Huh, this is just like Jim Jones: Home Depot Founder: Retailers Who Don't Support GOP "Should Be Shot"
At least he has nothing to do with the current management.
My dog's mostly barks when strangers come into my yard or the neighbors'. When their yard people come, Mr. Peabody gets a little hysterical and keeps jumping higher than the four-foot fence. If he ever figures out forward momentum, we're in trouble. I certainly don't expect a pet to be maintenance free, although I do wish he didn't want to be with me every single minute. This results in his spending a lot of time begging me to come outside.
We monitored the Biscuit closely when we were at camp, and he definitely had a numbers threshold. Moderate sized group of kids around him and he was all, "they love me, they really really love me." But once he hit his number he definitely switched over into, "Okay, you, over here" and wanted to herd them into a more manageable group. So we'd take him in then.
But it was amazing watching him handle the differences in their ages. He'd stand so still for the little ones to gingerly approach him and awkwardly pet him. And he'd romp with the teenagers. But he never once mixed them up or was anything but gentle with the little do's.
It amazes me to see dogs (or cats--Zorro will let kids maul him and carry him in ways he will not accept from adults) with kids. How do they KNOW?
Old people, too! It's kinda awesome.
How do they KNOW?
No idea. Our chocolate lab, Jake, was the most patient creature on the planet when the kids were babies-- they both learned how to walk hanging onto his back while he took very small, careful steps.
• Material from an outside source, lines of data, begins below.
/// Like edge repository. An edge is keyed by (actor, target kind, target id);
/// partial unique indexes on the likes table make duplicate edges impossible
/// even when toggles race, so a concurrent double-create surfaces as a
/// conflict instead of silently duplicating.
use sqlx::{PgPool, Row};
use uuid::Uuid;

use super::ToggleOutcome;
use crate::error::{is_unique_violation, AppError, Result};
use crate::models::{Like, LikeTarget, LikedVideoEntry, Video};
use crate::utils::pagination::PageQuery;

const LIKE_COLUMNS: &str = "id, video_id, comment_id, tweet_id, liked_by, created_at";

pub async fn find_like(
    pool: &PgPool,
    liked_by: Uuid,
    target: LikeTarget,
) -> Result<Option<Like>> {
    let sql = format!(
        "SELECT {} FROM likes WHERE liked_by = $1 AND {} = $2",
        LIKE_COLUMNS,
        target.column()
    );

    let like = sqlx::query_as::<_, Like>(&sql)
        .bind(liked_by)
        .bind(target.id())
        .fetch_optional(pool)
        .await?;

    Ok(like)
}

async fn create_like(pool: &PgPool, liked_by: Uuid, target: LikeTarget) -> Result<Like> {
    let sql = format!(
        "INSERT INTO likes (id, liked_by, {}) VALUES ($1, $2, $3) RETURNING {}",
        target.column(),
        LIKE_COLUMNS
    );

    sqlx::query_as::<_, Like>(&sql)
        .bind(Uuid::new_v4())
        .bind(liked_by)
        .bind(target.id())
        .fetch_one(pool)
        .await
        .map_err(|e| {
            if is_unique_violation(&e) {
                tracing::warn!(
                    "Concurrent like toggle lost the race: {} already likes {} {}",
                    liked_by,
                    target.kind(),
                    target.id()
                );
                AppError::Conflict(format!("You have already liked this {}", target.kind()))
            } else {
                e.into()
            }
        })
}

async fn delete_like(pool: &PgPool, id: Uuid) -> Result<()> {
    sqlx::query("DELETE FROM likes WHERE id = $1")
        .bind(id)
        .execute(pool)
        .await
        .map_err(AppError::from)?;

    Ok(())
}

/// Flip the existence of the (actor, target) edge: delete it when present,
/// create it otherwise.
pub async fn toggle(pool: &PgPool, liked_by: Uuid, target: LikeTarget) -> Result<ToggleOutcome<Like>> {
    match find_like(pool, liked_by, target).await? {
        Some(existing) => {
            delete_like(pool, existing.id).await?;
            Ok(ToggleOutcome::Removed)
        }
        None => {
            let like = create_like(pool, liked_by, target).await?;
            Ok(ToggleOutcome::Created(like))
        }
    }
}

/// Videos the actor has liked, newest like first, with the video row joined
/// in. Likes pointing at deleted videos are excluded by the join.
pub async fn list_liked_videos(
    pool: &PgPool,
    liked_by: Uuid,
    page: &PageQuery,
) -> Result<(Vec<LikedVideoEntry>, i64)> {
    let rows = sqlx::query(
        r#"
        SELECT l.id AS like_id, l.liked_by, l.created_at AS liked_at,
               v.id, v.owner_id, v.title, v.description, v.video_url, v.thumbnail_url,
               v.duration, v.views, v.is_published, v.created_at, v.updated_at
        FROM likes l
        JOIN videos v ON v.id = l.video_id
        WHERE l.liked_by = $1 AND l.video_id IS NOT NULL
        ORDER BY l.created_at DESC
        LIMIT $2 OFFSET $3
        "#,
    )
    .bind(liked_by)
    .bind(page.limit())
    .bind(page.offset())
    .fetch_all(pool)
    .await?;

    let total_row = sqlx::query(
        r#"
        SELECT COUNT(*) AS count
        FROM likes l
        JOIN videos v ON v.id = l.video_id
        WHERE l.liked_by = $1 AND l.video_id IS NOT NULL
        "#,
    )
    .bind(liked_by)
    .fetch_one(pool)
    .await?;

    let items = rows
        .iter()
        .map(|r| LikedVideoEntry {
            id: r.get("like_id"),
            liked_by: r.get("liked_by"),
            created_at: r.get("liked_at"),
            video: Video {
                id: r.get("id"),
                owner_id: r.get("owner_id"),
                title: r.get("title"),
                description: r.get("description"),
                video_url: r.get("video_url"),
                thumbnail_url: r.get("thumbnail_url"),
                duration: r.get("duration"),
                views: r.get("views"),
                is_published: r.get("is_published"),
                created_at: r.get("created_at"),
                updated_at: r.get("updated_at"),
            },
        })
        .collect();

    Ok((items, total_row.get::<i64, _>("count")))
}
The bigger they got, the more exuberant he got with them.
How do they KNOW?
When Dallas was a four pound puppy the very first time we encountered another dog on her walk (an enormous yellow lab) she sort of FREAKED.
The lab sat down and ignored her. Like, did that looking obviously in the other direction making that "I'm ignoring you" face. Eventually, Dallas came closer and wound up clambering around on the big dog's back. Slooooowly, the dog started to pay attention to her.
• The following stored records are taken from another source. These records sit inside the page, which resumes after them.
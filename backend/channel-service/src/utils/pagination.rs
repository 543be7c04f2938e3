use serde::{Deserialize, Serialize};

const MAX_LIMIT: i64 = 100;

/// Uniform listing query contract: `page` (1-based, default 1), `limit`
/// (default 10), `sortBy` (default creation time), `sortType` (`asc`|`desc`,
/// default `desc`).
#[derive(Debug, Clone, Deserialize)]
pub struct PageQuery {
    #[serde(default = "default_page")]
    pub page: i64,

    #[serde(default = "default_limit")]
    pub limit: i64,

    #[serde(default, rename = "sortBy")]
    pub sort_by: Option<String>,

    #[serde(default, rename = "sortType")]
    pub sort_type: Option<String>,
}

fn default_page() -> i64 {
    1
}

fn default_limit() -> i64 {
    10
}

impl Default for PageQuery {
    fn default() -> Self {
        PageQuery {
            page: default_page(),
            limit: default_limit(),
            sort_by: None,
            sort_type: None,
        }
    }
}

impl PageQuery {
    pub fn page(&self) -> i64 {
        self.page.max(1)
    }

    pub fn limit(&self) -> i64 {
        self.limit.clamp(1, MAX_LIMIT)
    }

    pub fn offset(&self) -> i64 {
        (self.page() - 1) * self.limit()
    }

    /// Resolve `sortBy` against a whitelist of (api name, column expression)
    /// pairs. Unknown fields fall back to `default_column` rather than being
    /// spliced into SQL.
    pub fn order_by(&self, whitelist: &[(&str, &str)], default_column: &str) -> String {
        let column = self
            .sort_by
            .as_deref()
            .and_then(|requested| {
                whitelist
                    .iter()
                    .find(|(name, _)| *name == requested)
                    .map(|(_, col)| *col)
            })
            .unwrap_or(default_column);

        let direction = match self.sort_type.as_deref() {
            Some("asc") => "ASC",
            _ => "DESC",
        };

        format!("{} {}", column, direction)
    }
}

/// One page of a listing view, with enough metadata for clients to compute
/// page count themselves.
#[derive(Debug, Clone, Serialize)]
#[serde(rename_all = "camelCase")]
pub struct Page<T> {
    pub items: Vec<T>,
    pub total: i64,
    pub page: i64,
    pub limit: i64,
    pub total_pages: i64,
}

impl<T> Page<T> {
    pub fn new(items: Vec<T>, total: i64, query: &PageQuery) -> Self {
        let limit = query.limit();
        Page {
            items,
            total,
            page: query.page(),
            limit,
            total_pages: (total + limit - 1) / limit,
        }
    }
}

#[cfg(test)]
mod tests {
    use super::*;

    fn query(page: i64, limit: i64, sort_by: Option<&str>, sort_type: Option<&str>) -> PageQuery {
        PageQuery {
            page,
            limit,
            sort_by: sort_by.map(String::from),
            sort_type: sort_type.map(String::from),
        }
    }

    #[test]
    fn defaults_are_page_one_limit_ten_desc() {
        let q = PageQuery::default();
        assert_eq!(q.page(), 1);
        assert_eq!(q.limit(), 10);
        assert_eq!(q.offset(), 0);
        assert_eq!(q.order_by(&[("title", "title")], "created_at"), "created_at DESC");
    }

    #[test]
    fn out_of_range_values_are_clamped() {
        let q = query(0, 0, None, None);
        assert_eq!(q.page(), 1);
        assert_eq!(q.limit(), 1);

        let q = query(-3, 5000, None, None);
        assert_eq!(q.page(), 1);
        assert_eq!(q.limit(), MAX_LIMIT);
    }

    #[test]
    fn offset_is_zero_based_from_one_based_page() {
        let q = query(3, 10, None, None);
        assert_eq!(q.offset(), 20);
    }

    #[test]
    fn sort_whitelist_resolves_known_fields() {
        let whitelist = [("createdAt", "v.created_at"), ("title", "v.title")];
        let q = query(1, 10, Some("title"), Some("asc"));
        assert_eq!(q.order_by(&whitelist, "v.created_at"), "v.title ASC");
    }

    #[test]
    fn unknown_sort_field_falls_back_to_default() {
        let whitelist = [("createdAt", "v.created_at")];
        let q = query(1, 10, Some("owner_id; DROP TABLE videos"), None);
        assert_eq!(q.order_by(&whitelist, "v.created_at"), "v.created_at DESC");
    }

    #[test]
    fn anything_but_asc_sorts_descending() {
        let q = query(1, 10, None, Some("upside-down"));
        assert_eq!(q.order_by(&[], "created_at"), "created_at DESC");
    }

    #[test]
    fn total_pages_rounds_up() {
        let q = query(1, 10, None, None);
        assert_eq!(Page::<u8>::new(vec![], 0, &q).total_pages, 0);
        assert_eq!(Page::<u8>::new(vec![], 10, &q).total_pages, 1);
        assert_eq!(Page::<u8>::new(vec![], 11, &q).total_pages, 2);
        assert_eq!(Page::<u8>::new(vec![], 95, &q).total_pages, 10);
    }
}
use chrono::{DateTime, NaiveDate, Utc};
use serde::{Deserialize, Serialize};
use ts_rs::TS;
use uuid::Uuid;

#[derive(Debug, Clone, Serialize, Deserialize, TS, PartialEq)]
#[ts(export)]
pub struct CandidateProfile {
    pub id: Uuid,
    pub full_name: Option<String>,
    pub phone: Option<String>,
    pub address: Option<String>,
    pub birth_date: Option<NaiveDate>,
    pub nationality: Option<String>,
    pub ancestry: Option<String>,
    pub bio: Option<String>,
    /// Spoken languages, in the order they were entered
    #[serde(default, deserialize_with = "crate::null_as_default")]
    pub languages: Vec<String>,
    pub resume_url: Option<String>,
    #[serde(default, deserialize_with = "crate::null_as_default")]
    pub is_profile_complete: bool,
    pub created_at: DateTime<Utc>,
    pub updated_at: DateTime<Utc>,
}

/// Upsert payload for `candidate_profiles`; `None` fields are not sent.
#[derive(Debug, Clone, Default, Serialize, Deserialize, PartialEq)]
pub struct CandidateProfileUpsert {
    pub id: Uuid,
    #[serde(skip_serializing_if = "Option::is_none")]
    pub full_name: Option<String>,
    #[serde(skip_serializing_if = "Option::is_none")]
    pub phone: Option<String>,
    #[serde(skip_serializing_if = "Option::is_none")]
    pub address: Option<String>,
    #[serde(skip_serializing_if = "Option::is_none")]
    pub birth_date: Option<NaiveDate>,
    #[serde(skip_serializing_if = "Option::is_none")]
    pub nationality: Option<String>,
    #[serde(skip_serializing_if = "Option::is_none")]
    pub ancestry: Option<String>,
    #[serde(skip_serializing_if = "Option::is_none")]
    pub bio: Option<String>,
    #[serde(skip_serializing_if = "Option::is_none")]
    pub languages: Option<Vec<String>>,
    #[serde(skip_serializing_if = "Option::is_none")]
    pub is_profile_complete: Option<bool>,
    #[serde(skip_serializing_if = "Option::is_none")]
    pub updated_at: Option<DateTime<Utc>>,
}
To this day when a pupppy or small child gets freaked out by my dog she does EXACTLY the same thing. It always warms my grinchy little heart.
It was so sweet, Juliana.
ION, I read that home birth article that Hil mentioned. Only one part freaked me out:
... And because women giving birth at home sometimes want to surround themselves with a doula and a cadre of other supportive women — mother, sister, best friends — along with a husband or partner, a one-bedroom apartment, much of it given over to a giant inflatable tub, can quickly come to seem oppressively small.
and then
...And then there is the perennial issue of space. Before the onset of her labor, Mrs. Scharback, who in recent years has worked as a doula, worried about whether there would be enough seating in her 800-square-foot apartment for all the people who would be there: a midwife, a doula, her mother, her sister and her husband, along with a reporter and a photographer. “We thought maybe we should get some floor cushions,” she said.
Oh HELLS no.
Me. Partner. Midwife. Doula (Once I figure out what the hell a Doula is. They're like the Dramaturges of the childbirth world -- I've seen a billion definitions and no two match)
AND THAT IS IT
Oh, and I don't care WHERE the hell they sit. They can hang from their knees off curtain rods for all I care. I am not hosting a party and your comfort is not my priority. Dude.
DUDE.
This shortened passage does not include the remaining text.